性犯罪・性暴力被害者のためのワンストップ支援センターについての御質問のうち、設置の見通しと相談支援体制についてお答えをさせていただきます。

平成26年度の内閣府の調査では、性暴力の被害を受けた女性の約7割は、どこにも相談しなかったと回答するなど、心身に大きなダメージを負いながら、1人で悩み、苦しんでいる被害者が多い状況にあることから、被害直後からの総合的な支援を可能な限り1カ所で提供する支援センターの設置が必要であると認識しております。

このため、県では、支援センターの平成30年度の開設を目途に、県警本部を初め、県関係機関、医師会、弁護士会、臨床心理士会等の関係団体で構成する設置検討会及びワーキンググループ等において、設置場所や運営体制、支援内容等について検討を行っているところでございます。

先行事例では、支援センターを核に、産婦人科医を初め、臨床心理士、弁護士、警察等の関係機関と連携した支援体制を構築し、医療の提供、関係機関へのつなぎや同行支援の実施、医療費等の公費負担などにより、被害者の負担軽減を図っており、本県においてもこれらを参考に、被害者の気持ちに寄り添った必要な支援を行える相談支援体制の構築を目指して、準備を進めてまいりたいと考えております。

答弁:警察本部長

性犯罪・性暴力被害者のためのワンストップ支援センターに関する質問のうち、まず、過去20年間の性犯罪の状況等についてお答えをいたします。

過去20年間における強姦及び強制わいせつ、いわゆる性犯罪につきましては、強姦事件の認知総数359件に対し325件を検挙しており、検挙率は91%の状況にあります。
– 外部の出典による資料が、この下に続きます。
//! The geometry value model.
//!
//! All values are built through validating constructors and are immutable afterwards.

pub use array::NestedArray;
pub use collection::{
    Collection, GeometryCollection, MultiLineString, MultiPoint, MultiPolygon,
};
pub use linestring::LineString;
pub use point::{Coord, Point};
pub use polygon::Polygon;
pub use scalar::Geometry;

mod array;
mod collection;
mod linestring;
mod point;
mod polygon;
mod scalar;
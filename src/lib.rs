//! An implementation of the OGC Simple Features geometry model: immutable Point, LineString,
//! Polygon, MultiPoint, MultiLineString, MultiPolygon and GeometryCollection values, with
//! codecs for WKT / EWKT and WKB / EWKB and lazily decoded [proxies][proxy::Proxy].
//!
//! Every geometry has a fixed coordinate [dimensionality][datatypes::Dimension] and an SRID,
//! and every part of a composite geometry shares both with it. Constructors and decoders
//! enforce this through one shared [validator][validate::validate_members].
//!
//! ```
//! use simple_features::geometry::{Geometry, LineString, Point};
//! use simple_features::io::{wkb, wkt};
//! use simple_features::GeometryTrait;
//!
//! let line = LineString::xy(vec![Point::xy(0., 0., 0), Point::xy(1., 1., 0)], 0).unwrap();
//! assert_eq!(line.as_text(), "LINESTRING (0 0, 1 1)");
//!
//! let geom = wkb::read(&line.as_binary()).unwrap();
//! assert_eq!(geom, Geometry::from(line));
//! assert_eq!(wkt::read("LINESTRING (0 0, 1 1)").unwrap(), geom);
//! ```

#![cfg_attr(docsrs, feature(doc_auto_cfg))]
#![cfg_attr(not(test), deny(unused_crate_dependencies))]

pub use trait_::{CollectionMember, GeometryKind, GeometryTrait};

pub mod datatypes;
pub mod error;
pub mod geometry;
pub mod io;
pub mod proxy;
#[cfg(test)]
pub(crate) mod test;
pub mod trait_;
pub mod validate;
use crate::geometry::{Collection, Geometry, LineString, Point, Polygon};
use crate::io::wkt::writer::{write_coord, write_list, ToWkt};
use crate::trait_::CollectionMember;

impl ToWkt for Point {
    fn write_wkt_body(&self, out: &mut String) {
        out.push('(');
        if let Some(coord) = self.coord() {
            write_coord(out, coord);
        }
        out.push(')');
    }
}

impl ToWkt for LineString {
    fn write_wkt_body(&self, out: &mut String) {
        write_list(out, self.points(), |out, point| {
            if let Some(coord) = point.coord() {
                write_coord(out, coord);
            }
        });
    }
}

impl ToWkt for Polygon {
    fn write_wkt_body(&self, out: &mut String) {
        write_list(out, self.rings(), |out, ring| ring.write_wkt_member(out));
    }
}

impl<G: CollectionMember> ToWkt for Collection<G> {
    fn write_wkt_body(&self, out: &mut String) {
        write_list(out, self.iter(), |out, member| member.write_wkt_member(out));
    }
}

impl ToWkt for Geometry {
    fn write_wkt_body(&self, out: &mut String) {
        match self {
            Geometry::Point(g) => g.write_wkt_body(out),
            Geometry::LineString(g) => g.write_wkt_body(out),
            Geometry::Polygon(g) => g.write_wkt_body(out),
            Geometry::MultiPoint(g) => g.write_wkt_body(out),
            Geometry::MultiLineString(g) => g.write_wkt_body(out),
            Geometry::MultiPolygon(g) => g.write_wkt_body(out),
            Geometry::GeometryCollection(g) => g.write_wkt_body(out),
        }
    }

    /// GeometryCollection members are heterogeneous and keep their tags.
    fn write_wkt_member(&self, out: &mut String) {
        self.write_wkt(out);
    }
}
強制わいせつ事件については、認知総数1,381件に対し1,063件を検挙しており、検挙率は77%の状況にあります。

認知件数の推移については、強姦事件は平成9年の31件の認知以降、減少傾向にあり、平成27年は12件、平成28年は3件と大きく減少しております。一方、強制わいせつ事件は、平成9年は62件の認知で、その後、増減を繰り返し、平成28年は48件の状況にあります。これらの特徴、傾向については一概には言えませんが、同一被疑者による連続犯行や犯行態様の悪質化も見られるところであります。

なお、本年7月施行の改正刑法により、強姦罪が強制性交等罪に改められ、処罰対象行為の拡大や厳罰化、非親告罪化が行われたところであります。

県警では、改正刑法を踏まえつつ、捜査員の対処能力向上を図るための実践的な教養に取り組んでおり、今後も、被害者の心情に配意した対応と早期検挙に努めてまいりたいと考えております。

次に、支援センターの設置に向けた連携、犯罪抑制の効果などについてお答えをいたします。

犯罪被害者の支援については、警察本部警務課内に犯罪被害者支援室を置き、性犯罪被害者に対する初診料等の公費負担制度の運用、犯罪被害者給付金に係る手続事務等、被害者の立場に立った諸施策を推進しております。

支援センターの設置に向け、県警では、県や関係機関、団体等と検討、協議し、被害者等から相談があった場合の同センターとの連絡、協力体制の整備や同センターで相談業務に当たる人材の育成について連携を図っているところであります。

支援センター設置の効果としては、性犯罪や性暴力について相談しやすい環境が整備されることから、警察への被害届け出による性犯罪被害の潜在化の防止のほか、警察からも早い段階から支援が可能になるなど、被害者のさらなる負担軽減が期待されるところであり、県警としては被疑者の早期検挙によって、類似事件の被害の未然防止につなげてまいりたいと考えております。